Is tiredness holding you back at work?
Hi, I'm Anne-Marie Burbidge, I can help you develop the knowledge and skills you need to solve problems and be great at work. Approximately 70% of UK adults don’t get the right amount of sleep. It’s bad for our memory, our communication and our creativity, all key skills for success at work. Try these 3 top tips for getting more and better sleep.
Approximately 70% of UK adults don’t get the right amount of sleep. It’s bad for our memory, our communication and our creativity, all key skills for success at work. Try these 3 top tips for getting more and better sleep.
Do you get enough sleep?
You need a minimum of 8 hours sleep per night. Any less and your brain doesn’t get the opportunity it needs to repair, restore and organise itself fully.

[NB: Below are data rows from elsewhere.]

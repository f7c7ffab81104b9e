use std::collections::VecDeque;
use std::sync::Arc;

use serde::Serialize;
use sqlx::postgres::PgPoolOptions;

use compliance_ledger::config::LedgerConfig;
use compliance_ledger::infra::connect_sqlite;
use compliance_ledger::metrics::MetricsRegistry;
use compliance_ledger::server::{build_service, connect_backends};
use compliance_ledger::service::ComplianceService;
use compliance_ledger::{DeliveryOutcome, InvoiceId, TenantId};

fn print_help() {
    eprintln!(
        "\
compliance-ledger-admin

USAGE:
  compliance-ledger-admin <command> [args] [options]

COMMANDS:
  migrate                                        Run database migrations
  process-pending                                Run one full recovery pass
  process-new                                    Deliver invoices that have no record yet
  retry-invoice <invoice-id>                     Manually retry one invoice
  audit-chain <tenant-id> [--halt]               Walk a tenant's chain and report violations
  resume-tenant <tenant-id>                      Lift an integrity halt
  certificate-status <tenant-id>                 Show certificate presence and expiry
  upload-certificate <tenant-id> <file> <passphrase-env>
                                                 Store a PKCS#12 container; the passphrase
                                                 is read from the named environment variable
  stats <tenant-id>                              Record counts by status
  delivery-status <invoice-id>                   Status of one invoice's record

COMMON OPTIONS:
  --database-url <url>             (defaults to env DATABASE_URL; sqlite: URLs supported)

ENV:
  LEDGER_VAULT_KEYS, LEDGER_CHAIN_SECRET, AUTHORITY_MODE, AUTHORITY_ENDPOINT, RECOVERY_*
"
    );
}

/// Positional arguments plus `--database-url` and boolean flags.
struct ParsedArgs {
    positional: Vec<String>,
    database_url: Option<String>,
    halt: bool,
}

fn parse_args(mut args: VecDeque<String>) -> anyhow::Result<Option<ParsedArgs>> {
    let mut parsed = ParsedArgs {
        positional: Vec::new(),
        database_url: None,
        halt: false,
    };
    while let Some(arg) = args.pop_front() {
        match arg.as_str() {
            "--database-url" => {
                parsed.database_url = Some(
                    args.pop_front()
                        .ok_or_else(|| anyhow::anyhow!("missing value for --database-url"))?,
                );
            }
            "--halt" => parsed.halt = true,
            "-h" | "--help" => return Ok(None),
            other if other.starts_with("--") => anyhow::bail!("unexpected argument: {other}"),
            _ => parsed.positional.push(arg),
        }
    }
    Ok(Some(parsed))
}

impl ParsedArgs {
    fn expect_positional(&self, names: &[&str]) -> anyhow::Result<()> {
        if self.positional.len() != names.len() {
            anyhow::bail!(
                "expected {} argument(s): {}",
                names.len(),
                names
                    .iter()
                    .map(|n| format!("<{n}>"))
                    .collect::<Vec<_>>()
                    .join(" ")
            );
        }
        Ok(())
    }

    fn tenant_id(&self, index: usize) -> anyhow::Result<TenantId> {
        let raw = &self.positional[index];
        raw.parse()
            .map_err(|e| anyhow::anyhow!("invalid tenant id {raw:?}: {e}"))
    }

    fn invoice_id(&self, index: usize) -> anyhow::Result<InvoiceId> {
        let raw = &self.positional[index];
        raw.parse()
            .map_err(|e| anyhow::anyhow!("invalid invoice id {raw:?}: {e}"))
    }
}

fn require_database_url(database_url: Option<String>) -> anyhow::Result<String> {
    database_url
        .or_else(|| std::env::var("DATABASE_URL").ok())
        .ok_or_else(|| anyhow::anyhow!("DATABASE_URL is required (or pass --database-url)"))
}

async fn open_service(database_url: Option<String>) -> anyhow::Result<ComplianceService> {
    let mut config = LedgerConfig::from_env()?;
    if database_url.is_some() {
        config.database_url = database_url;
    }
    let backends = connect_backends(&config).await?;
    Ok(build_service(
        &config,
        backends,
        Arc::new(MetricsRegistry::new()),
        None,
    )?)
}

fn print_json<T: Serialize>(value: &T) -> anyhow::Result<()> {
    println!("{}", serde_json::to_string_pretty(value)?);
    Ok(())
}

fn print_outcome(outcome: &DeliveryOutcome) {
    match outcome.record() {
        Some(record) => println!(
            "{}: invoice {} status={} retry_count={}{}",
            outcome.label(),
            record.invoice_id,
            record.status,
            record.retry_count,
            record
                .error_message
                .as_deref()
                .map(|e| format!(" error={e}"))
                .unwrap_or_default()
        ),
        None => match outcome {
            DeliveryOutcome::NotEligible(reason) => println!("{}: {reason}", outcome.label()),
            _ => println!("{}", outcome.label()),
        },
    }
}

#[tokio::main]
async fn main() -> anyhow::Result<()> {
    let mut args: VecDeque<String> = std::env::args().skip(1).collect();
    let Some(command) = args.pop_front() else {
        print_help();
        return Ok(());
    };

    if matches!(command.as_str(), "-h" | "--help" | "help") {
        print_help();
        return Ok(());
    }

    let Some(parsed) = parse_args(args)? else {
        print_help();
        return Ok(());
    };

    match command.as_str() {
        "migrate" => {
            parsed.expect_positional(&[])?;
            let database_url = require_database_url(parsed.database_url)?;
            if database_url.starts_with("sqlite:") {
                // Opening the pool runs the SQLite migrations.
                connect_sqlite(&database_url, 1).await?;
            } else {
                let pool = PgPoolOptions::new()
                    .max_connections(5)
                    .connect(&database_url)
                    .await?;
                compliance_ledger::migrations::run_postgres(&pool).await?;
            }
            println!("ok: migrations applied");
            Ok(())
        }
        "process-pending" => {
            parsed.expect_positional(&[])?;
            let service = open_service(parsed.database_url).await?;
            let report = service.process_all_pending().await?;
            print_json(&report)
        }
        "process-new" => {
            parsed.expect_positional(&[])?;
            let service = open_service(parsed.database_url).await?;
            let report = service.process_new_invoices().await?;
            print_json(&report)
        }
        "retry-invoice" => {
            parsed.expect_positional(&["invoice-id"])?;
            let invoice_id = parsed.invoice_id(0)?;
            let service = open_service(parsed.database_url).await?;
            let outcome = service.retry_invoice(&invoice_id).await?;
            print_outcome(&outcome);
            Ok(())
        }
        "audit-chain" => {
            parsed.expect_positional(&["tenant-id"])?;
            let tenant_id = parsed.tenant_id(0)?;
            let service = open_service(parsed.database_url).await?;
            let report = service.audit_chain(&tenant_id, parsed.halt).await?;
            print_json(&report)?;
            if !report.is_intact() {
                anyhow::bail!(
                    "chain for tenant {tenant_id} has {} violation(s)",
                    report.violations.len()
                );
            }
            Ok(())
        }
        "resume-tenant" => {
            parsed.expect_positional(&["tenant-id"])?;
            let tenant_id = parsed.tenant_id(0)?;
            let service = open_service(parsed.database_url).await?;
            if service.resume_tenant(&tenant_id).await? {
                println!("ok: tenant {tenant_id} resumed");
            } else {
                println!("tenant {tenant_id} was not halted");
            }
            Ok(())
        }
        "certificate-status" => {
            parsed.expect_positional(&["tenant-id"])?;
            let tenant_id = parsed.tenant_id(0)?;
            let service = open_service(parsed.database_url).await?;
            let status = service.certificate_status(&tenant_id).await?;
            print_json(&status)
        }
        "upload-certificate" => {
            parsed.expect_positional(&["tenant-id", "file", "passphrase-env"])?;
            let tenant_id = parsed.tenant_id(0)?;
            let path = &parsed.positional[1];
            let passphrase_env = &parsed.positional[2];
            let passphrase = std::env::var(passphrase_env)
                .map_err(|_| anyhow::anyhow!("{passphrase_env} is not set"))?;
            let container = std::fs::read(path)
                .map_err(|e| anyhow::anyhow!("failed to read {path}: {e}"))?;

            let service = open_service(parsed.database_url).await?;
            let metadata = service
                .upload_certificate(&tenant_id, &container, &passphrase)
                .await?;
            print_json(&metadata)
        }
        "stats" => {
            parsed.expect_positional(&["tenant-id"])?;
            let tenant_id = parsed.tenant_id(0)?;
            let service = open_service(parsed.database_url).await?;
            let stats = service.delivery_stats(&tenant_id).await?;
            print_json(&stats)
        }
        "delivery-status" => {
            parsed.expect_positional(&["invoice-id"])?;
            let invoice_id = parsed.invoice_id(0)?;
            let service = open_service(parsed.database_url).await?;
            match service.delivery_status(&invoice_id).await? {
                Some(view) => print_json(&view),
                None => {
                    println!("no record for invoice {invoice_id}");
                    Ok(())
                }
            }
        }
        other => {
            print_help();
            anyhow::bail!("unknown command: {other}")
        }
    }
}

It's bad for your health and it means you can’t work at your best.
Have you ever thought ‘I need to stay up late to get stuff done’? Well research tells us you would probably be better off going to sleep. Your brain is better after the rest it needs, meaning your waking hours would be more effective and efficient. From a sleep and neuroscience point of view, its about the quality not quantity of hours in your day. If you haven’t had enough sleep, the quality of your waking hours will be low, and the outputs will be too.
Do you ever suffer from these at work?
- Not taking stuff in
- Drifting off in meetings
- Not being articulate in your communication
- Struggling to come up with ideas
- Difficulty solving problems
- Feeling unproductive
A good nights sleep primes your brain for whats to come, ready to learn new things and be effective at work. Sleep also pushes the save button at the end of a day of activity, committing to memory all the information received that day.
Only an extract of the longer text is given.